Auch die Entscheidung von LilyPond-book, für welche \begin{lilypond}..\end{lilypond}-Umgebungen es denn tatsächlich Musiksatz braucht und für welche nicht, zB weil sie im LaTeX-Quelltext in eine verbatim- oder listings-Umgebung eingebettet/eingeschachtelt sind und tatsächlich den Eingabetext einer \begin{lilypond}..\end{lilypond}-Umgebung darstellen sollen, ist nicht immer perfekt. Die Notwendigkeit, eine solche Entscheidung zu treffen, würde wegfallen, weil sich das eh daraus ergeben würde, dass der LaTeX-Compiler die einschachtelnde verbatim- oder listings-Umgebung als solche abarbeiten würde.

Malte

Hallo Cattleya,

kennst du lyluatex?

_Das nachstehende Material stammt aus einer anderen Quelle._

//! Skinfaxi circuit intermediate representation.
//!
//! A circuit is an ordered list of [`Instruction`]s over a fixed number of
//! qubits and classical bits. The representation is deliberately linear:
//! every consumer in the workspace (the statevector simulator, the QASM3
//! emitter, the text renderer) walks the instruction list front to back.
//!
//! # Example
//!
//! ```
//! use skinfaxi_ir::{Circuit, QubitId};
//!
//! let mut circuit = Circuit::with_size("bell", 2, 2);
//! circuit.h(QubitId(0)).unwrap();
//! circuit.cx(QubitId(0), QubitId(1)).unwrap();
//! circuit.measure_all().unwrap();
//!
//! assert_eq!(circuit.depth(), 3);
//! assert_eq!(circuit.width(), 4);
//! ```

pub mod circuit;
pub mod error;
pub mod gate;
pub mod instruction;
pub mod qasm;
pub mod qubit;
pub mod render;

pub use circuit::Circuit;
pub use error::{IrError, IrResult};
pub use gate::StandardGate;
pub use instruction::{Instruction, InstructionKind};
pub use qasm::emit;
pub use qubit::{ClbitId, QubitId};
pub use render::draw;
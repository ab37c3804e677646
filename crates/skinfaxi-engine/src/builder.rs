//! Circuit templates: one builder per operation kind.
//!
//! Fixed-size operations (Bell state, QFT, Grover, teleportation) ignore
//! the requested qubit count and silently use their required size; sized
//! operations clamp to their minimum instead of rejecting the request.

use std::f64::consts::PI;

use serde_json::Value;
use tracing::debug;

use skinfaxi_ir::{Circuit, ClbitId, QubitId, StandardGate};

use crate::error::{EngineError, EngineResult};
use crate::intent::{ComputationRequest, InputState, OperationKind};

/// Build the circuit for a classified request.
pub fn build(request: &ComputationRequest) -> EngineResult<Circuit> {
    let circuit = match request.operation {
        OperationKind::BellState => build_bell()?,
        OperationKind::FourierTransform => build_qft(request)?,
        OperationKind::GroverSearch => build_grover(request)?,
        OperationKind::Teleportation => build_teleportation()?,
        OperationKind::VariationalEigensolver => build_vqe(request)?,
        OperationKind::ApproxOptimization => build_qaoa(request)?,
        OperationKind::CustomCircuit => build_custom(request)?,
        OperationKind::RandomNumber => build_random(request)?,
        OperationKind::DeutschJozsa => build_deutsch_jozsa(request)?,
        OperationKind::BernsteinVazirani => build_bernstein_vazirani(request)?,
    };

    debug!(
        operation = %request.operation,
        qubits = circuit.num_qubits(),
        depth = circuit.depth(),
        "circuit built"
    );

    Ok(circuit)
}

/// Bell state: H + CX. Always two qubits regardless of the request.
fn build_bell() -> EngineResult<Circuit> {
    let mut circuit = Circuit::with_size("bell_state", 2, 2);
    circuit.h(QubitId(0))?;
    circuit.cx(QubitId(0), QubitId(1))?;
    circuit.measure_all()?;
    Ok(circuit)
}

/// Uniform superposition over the full register.
fn build_random(request: &ComputationRequest) -> EngineResult<Circuit> {
    let n = request.qubit_count.max(1);
    let mut circuit = Circuit::with_size("random", n, n);
    for i in 0..n as u32 {
        circuit.h(QubitId(i))?;
    }
    circuit.measure_all()?;
    Ok(circuit)
}

/// Two-qubit QFT over a prepared input state.
///
/// Stage 1 prepares one of the four canonical input states, stage 2 is
/// the fixed QFT gate sequence; a barrier separates them so the diagram
/// reads as preparation | transform.
fn build_qft(request: &ComputationRequest) -> EngineResult<Circuit> {
    let input_state = InputState::for_request(request);
    let mut circuit = Circuit::with_size("qft", 2, 2);

    match input_state {
        InputState::Superposition02 => {
            circuit.h(QubitId(1))?;
        }
        InputState::Superposition13 => {
            circuit.x(QubitId(0))?;
            circuit.h(QubitId(1))?;
        }
        InputState::Superposition01 => {
            circuit.h(QubitId(0))?;
        }
        InputState::EqualSuperposition => {
            circuit.h(QubitId(0))?;
            circuit.h(QubitId(1))?;
        }
    }

    circuit.barrier_all()?;

    // 2-qubit QFT: H on the high qubit, controlled phase, H on the low
    // qubit, bit-reversal swap.
    circuit.h(QubitId(1))?;
    circuit.cp(PI / 2.0, QubitId(0), QubitId(1))?;
    circuit.h(QubitId(0))?;
    circuit.swap(QubitId(0), QubitId(1))?;

    circuit.measure_all()?;
    Ok(circuit)
}

/// Single Grover iteration over two qubits.
///
/// The oracle marks `parameters["marked_state"]` (a two-character
/// bitstring, default `"11"`); the diffusion operator then amplifies it.
fn build_grover(request: &ComputationRequest) -> EngineResult<Circuit> {
    let marked = request.param_str("marked_state").unwrap_or("11");
    let bits = parse_bitstring(marked, 2, "marked_state")?;

    let mut circuit = Circuit::with_size("grover", 2, 2);

    circuit.h(QubitId(0))?;
    circuit.h(QubitId(1))?;

    // Phase oracle: X-conjugated CZ flips the sign of the marked state.
    for (qubit, bit) in bits.iter().enumerate() {
        if !bit {
            circuit.x(QubitId(qubit as u32))?;
        }
    }
    circuit.cz(QubitId(0), QubitId(1))?;
    for (qubit, bit) in bits.iter().enumerate() {
        if !bit {
            circuit.x(QubitId(qubit as u32))?;
        }
    }

    // Diffusion operator.
    circuit.h(QubitId(0))?;
    circuit.h(QubitId(1))?;
    circuit.x(QubitId(0))?;
    circuit.x(QubitId(1))?;
    circuit.cz(QubitId(0), QubitId(1))?;
    circuit.x(QubitId(0))?;
    circuit.x(QubitId(1))?;
    circuit.h(QubitId(0))?;
    circuit.h(QubitId(1))?;

    circuit.measure_all()?;
    Ok(circuit)
}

Das braucht zwar LuaLaTeX statt pdfLaTeX, um LilyPond aufzurufen, hat dann aber keinen zusätzlichen händischen Programmaufruf und keine .lytex-Datei, sondern der LilyPond-Code kann direkt in der .tex-Datei stehen. Es ruft LilyPond auch nur dann auf, wenn sich etwas am Notentext geändert hat, spart also Zeit. Auch vom Funktionsumfang her ist es lilypond-book inzwischen deutlich überlegen, z. B. was die Übernahme der Dokumentschriftarten oder das Anpassen an die Textbreite (inklusive verschiedener Möglichkeiten zur Berücksichtigung von Instrumentennamen etc.) angeht.

Eine dritte Lösung via TikZ zu implementieren halte ich für wenig sinnvoll, gerade wenn man dafür quasi einen Scheme-Interpreter in TeX schreiben müßte (und damit noch nicht den ganzen Code übernommen hat, der in C++ geschrieben ist).

Viele neue Features kann man in Scheme implementieren, dafür braucht es dann auch unter Windows keinen Compiler. Und für den Rest gibt es die Möglichkeit, eine Linux-VM zum Kompilieren zu nutzen.

Viele Grüße
Malte

Edit: Musik in (La)TeX ist extrem kompliziert. Ich habe vor Jahren mal mit MusixTeX begonnen, bevor ich zu LilyPond gewechselt bin. MusixTeX brauchte allein für die Zeilenumbrüche mehrere Hilfsprogramme, war also eher noch komplizierter als lilypond-book und längst nicht so mächtig wie LilyPond.